Records from a dataset
= = = = = = =
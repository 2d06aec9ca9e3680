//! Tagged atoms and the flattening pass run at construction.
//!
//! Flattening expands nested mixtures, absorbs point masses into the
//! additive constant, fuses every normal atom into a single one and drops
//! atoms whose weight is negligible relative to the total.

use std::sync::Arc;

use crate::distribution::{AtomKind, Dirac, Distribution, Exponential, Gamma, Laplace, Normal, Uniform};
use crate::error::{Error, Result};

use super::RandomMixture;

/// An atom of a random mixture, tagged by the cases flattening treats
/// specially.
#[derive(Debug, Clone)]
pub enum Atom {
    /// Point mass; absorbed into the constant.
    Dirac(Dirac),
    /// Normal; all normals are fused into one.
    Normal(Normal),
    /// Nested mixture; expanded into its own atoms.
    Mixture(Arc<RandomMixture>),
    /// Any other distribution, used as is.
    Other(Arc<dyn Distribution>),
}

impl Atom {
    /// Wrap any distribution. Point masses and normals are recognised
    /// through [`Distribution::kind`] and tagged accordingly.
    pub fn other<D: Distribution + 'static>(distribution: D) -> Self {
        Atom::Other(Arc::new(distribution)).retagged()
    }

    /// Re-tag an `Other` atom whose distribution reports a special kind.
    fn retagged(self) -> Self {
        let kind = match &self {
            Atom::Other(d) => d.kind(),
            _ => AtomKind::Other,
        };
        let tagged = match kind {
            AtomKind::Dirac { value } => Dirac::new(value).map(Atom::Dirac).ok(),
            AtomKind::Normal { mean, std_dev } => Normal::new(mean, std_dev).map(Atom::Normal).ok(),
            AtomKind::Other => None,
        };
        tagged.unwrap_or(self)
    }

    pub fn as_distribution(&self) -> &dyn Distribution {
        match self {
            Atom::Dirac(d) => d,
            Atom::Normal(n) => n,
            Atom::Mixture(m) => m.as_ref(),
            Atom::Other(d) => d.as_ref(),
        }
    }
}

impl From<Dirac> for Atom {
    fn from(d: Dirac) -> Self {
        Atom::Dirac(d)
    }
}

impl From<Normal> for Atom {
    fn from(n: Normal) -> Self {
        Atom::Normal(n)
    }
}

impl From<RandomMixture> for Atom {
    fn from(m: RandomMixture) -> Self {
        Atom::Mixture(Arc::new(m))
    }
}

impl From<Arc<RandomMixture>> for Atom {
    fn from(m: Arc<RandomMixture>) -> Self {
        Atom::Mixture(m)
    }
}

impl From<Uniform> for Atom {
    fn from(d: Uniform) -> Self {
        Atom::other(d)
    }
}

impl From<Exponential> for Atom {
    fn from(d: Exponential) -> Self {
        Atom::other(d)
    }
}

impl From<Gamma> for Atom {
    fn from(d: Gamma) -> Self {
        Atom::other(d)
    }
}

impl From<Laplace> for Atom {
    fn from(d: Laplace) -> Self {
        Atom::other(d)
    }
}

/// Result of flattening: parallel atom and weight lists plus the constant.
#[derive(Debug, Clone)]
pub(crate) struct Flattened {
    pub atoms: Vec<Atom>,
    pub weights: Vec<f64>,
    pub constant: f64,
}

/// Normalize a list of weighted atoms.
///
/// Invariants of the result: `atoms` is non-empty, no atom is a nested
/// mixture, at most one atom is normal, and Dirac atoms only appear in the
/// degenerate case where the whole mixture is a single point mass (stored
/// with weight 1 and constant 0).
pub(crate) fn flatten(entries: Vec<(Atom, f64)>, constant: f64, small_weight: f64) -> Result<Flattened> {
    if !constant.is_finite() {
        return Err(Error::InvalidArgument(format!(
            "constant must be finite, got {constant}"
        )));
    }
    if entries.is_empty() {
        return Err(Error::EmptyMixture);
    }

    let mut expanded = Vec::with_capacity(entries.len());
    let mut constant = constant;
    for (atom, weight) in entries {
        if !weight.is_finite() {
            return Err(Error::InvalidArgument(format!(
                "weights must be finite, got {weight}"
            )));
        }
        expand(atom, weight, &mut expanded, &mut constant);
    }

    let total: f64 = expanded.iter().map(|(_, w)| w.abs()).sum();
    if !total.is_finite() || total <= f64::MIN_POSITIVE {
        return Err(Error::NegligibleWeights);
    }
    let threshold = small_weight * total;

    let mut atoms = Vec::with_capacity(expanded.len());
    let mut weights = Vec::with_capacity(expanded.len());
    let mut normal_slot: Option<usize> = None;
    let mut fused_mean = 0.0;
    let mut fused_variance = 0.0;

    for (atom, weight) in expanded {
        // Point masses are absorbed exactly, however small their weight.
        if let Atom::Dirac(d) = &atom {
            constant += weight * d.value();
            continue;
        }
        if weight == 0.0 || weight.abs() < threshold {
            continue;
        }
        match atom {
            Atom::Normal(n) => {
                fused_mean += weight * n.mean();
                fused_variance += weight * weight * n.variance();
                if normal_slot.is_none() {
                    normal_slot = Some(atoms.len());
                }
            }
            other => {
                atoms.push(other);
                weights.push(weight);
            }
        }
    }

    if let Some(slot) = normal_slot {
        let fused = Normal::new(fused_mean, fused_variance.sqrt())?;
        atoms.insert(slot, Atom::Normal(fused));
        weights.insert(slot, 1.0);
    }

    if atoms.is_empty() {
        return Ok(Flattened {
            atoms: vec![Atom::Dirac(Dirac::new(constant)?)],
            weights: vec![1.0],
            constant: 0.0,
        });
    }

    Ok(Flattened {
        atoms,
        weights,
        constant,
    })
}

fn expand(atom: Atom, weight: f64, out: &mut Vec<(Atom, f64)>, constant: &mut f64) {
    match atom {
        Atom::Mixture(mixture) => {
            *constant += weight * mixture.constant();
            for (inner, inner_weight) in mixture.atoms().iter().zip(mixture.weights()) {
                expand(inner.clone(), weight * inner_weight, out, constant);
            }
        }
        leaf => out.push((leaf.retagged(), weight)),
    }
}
= = = = = = =
#### WHAT THE TASK ASKS:
Return a copy of each line in the entries that carries the string "Uniform".

#### OUTPUT BELOW:
use crate::distribution::{AtomKind, Dirac, Distribution, Exponential, Gamma, Laplace, Normal, Uniform};
impl From<Uniform> for Atom {
    fn from(d: Uniform) -> Self {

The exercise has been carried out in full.